How Exercise Might "Clean" the Alzheimer's Brain

For the 50 million individuals worldwide ailing from Alzheimer’s disease, the announcements by pharmaceutical giants earlier this year that they will end research on therapeutics were devastating. The news is even more devastating considering projections that 100 million more people will be diagnosed with Alzheimer’s disease across the globe by 2050, all potentially without a medical means to better their quality of life.

As it happens, though, the pursuit of a therapeutic has been given a lifeline. New research shows that physical exercise can “clean up” the hostile environments in the brains of Alzheimer’s mice, allowing new nerve cells in the hippocampus, the brain structure involved in memory and learning, to enable cognitive improvements, such as learning and memory. These findings imply that pharmacological agents that enrich the hippocampal environment to boost cell growth and survival might be effective to recuperate brain health and function in human Alzheimer’s disease patients.

The brain of an individual with Alzheimer’s disease is a harsh place filled with buildups of harmful nerve cell junk—amyloid plaques and neurofibrillary tangles—and dramatic loss of nerve cells and connections that occur with severe cognitive decline, such as memory loss. Targeting and disrupting this harmful junk, specifically amyloid plaques, to restore brain function has been the basis of many failed clinical trials. This futility has led to a re-evaluation of the amyloid hypothesis—the central dogma for Alzheimer’s disease pathology based on the toxic accumulation of amyloid plaques.

At the same time, there have been traces of evidence for exercise playing a preventative role in Alzheimer’s disease, but exactly how this occurs and how to take advantage of it therapeutically has remained elusive. Exercise has been shown to create biochemical changes that fertilize the brain’s environment to mend nerve cell health. Additionally, exercise induces restorative changes relevant to Alzheimer’s disease pathology with improved nerve cell growth and connectivity in the hippocampus, a process called adult hippocampal neurogenesis. For these reasons, the authors Choi et al. explored whether exercise-induced effects and hippocampal nerve cell growth could be utilized for therapeutic purposes in Alzheimer’s disease to restore brain function.

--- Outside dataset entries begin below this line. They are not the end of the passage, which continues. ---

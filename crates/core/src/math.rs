//! Mathematical utilities for vector operations
//!
//! Raw-slice primitives shared by the palate engine. Callers are expected
//! to pass equal-length slices; the typed layer in `savora-palate`
//! guarantees this for taste vectors.

/// Compute the dot product of two vectors
pub fn dot_product(a: &[f32], b: &[f32]) -> f32 {
    debug_assert_eq!(a.len(), b.len());
    a.iter().zip(b.iter()).map(|(x, y)| x * y).sum()
}

/// Compute the L2 (Euclidean) norm of a vector
pub fn l2_norm(v: &[f32]) -> f32 {
    v.iter().map(|x| x * x).sum::<f32>().sqrt()
}

/// Compute the L2 (Euclidean) distance between two vectors
pub fn l2_distance(a: &[f32], b: &[f32]) -> f32 {
    debug_assert_eq!(a.len(), b.len());
    a.iter()
        .zip(b.iter())
        .map(|(x, y)| (x - y) * (x - y))
        .sum::<f32>()
        .sqrt()
}

/// Compute cosine similarity between two vectors
///
/// Returns 0.0 when either vector is the zero vector, by convention, so
/// callers never observe a division by zero. Mismatched lengths also yield
/// 0.0 rather than a partial computation.
pub fn cosine_similarity(a: &[f32], b: &[f32]) -> f32 {
    if a.len() != b.len() {
        return 0.0;
    }

    let norm_a = l2_norm(a);
    let norm_b = l2_norm(b);

    if norm_a == 0.0 || norm_b == 0.0 {
        0.0
    } else {
        dot_product(a, b) / (norm_a * norm_b)
    }
}

/// Rescale a vector to unit L2 norm
///
/// The zero vector is returned unchanged.
pub fn normalize_vector(v: &[f32]) -> Vec<f32> {
    let norm = l2_norm(v);
    if norm == 0.0 {
        v.to_vec()
    } else {
        v.iter().map(|x| x / norm).collect()
    }
}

The researchers found that exercised animals from a mouse model of Alzheimer’s had greatly enhanced memory compared to sedentary ones due to improved adult hippocampal neurogenesis and a rise in amounts of a specific molecule that promotes brain cell growth called BDNF.  Importantly, they could recover brain function, specifically memory, in mice with Alzheimer’s disease but without exercise by increasing hippocampal cell growth and BDNF levels using a combination of genetic—injecting a virus—and pharmacological means. On the other hand, blocking hippocampal neurogenesis early in Alzheimer’s worsened nerve cell health later in stages, leading to degeneration of the hippocampus and, subsequently, memory function. This provides preclinical proof of concept that a combination of drugs that increase adult hippocampal neurogenesis and BDNF levels could be disease-modifying or prevent Alzheimer’s disease altogether.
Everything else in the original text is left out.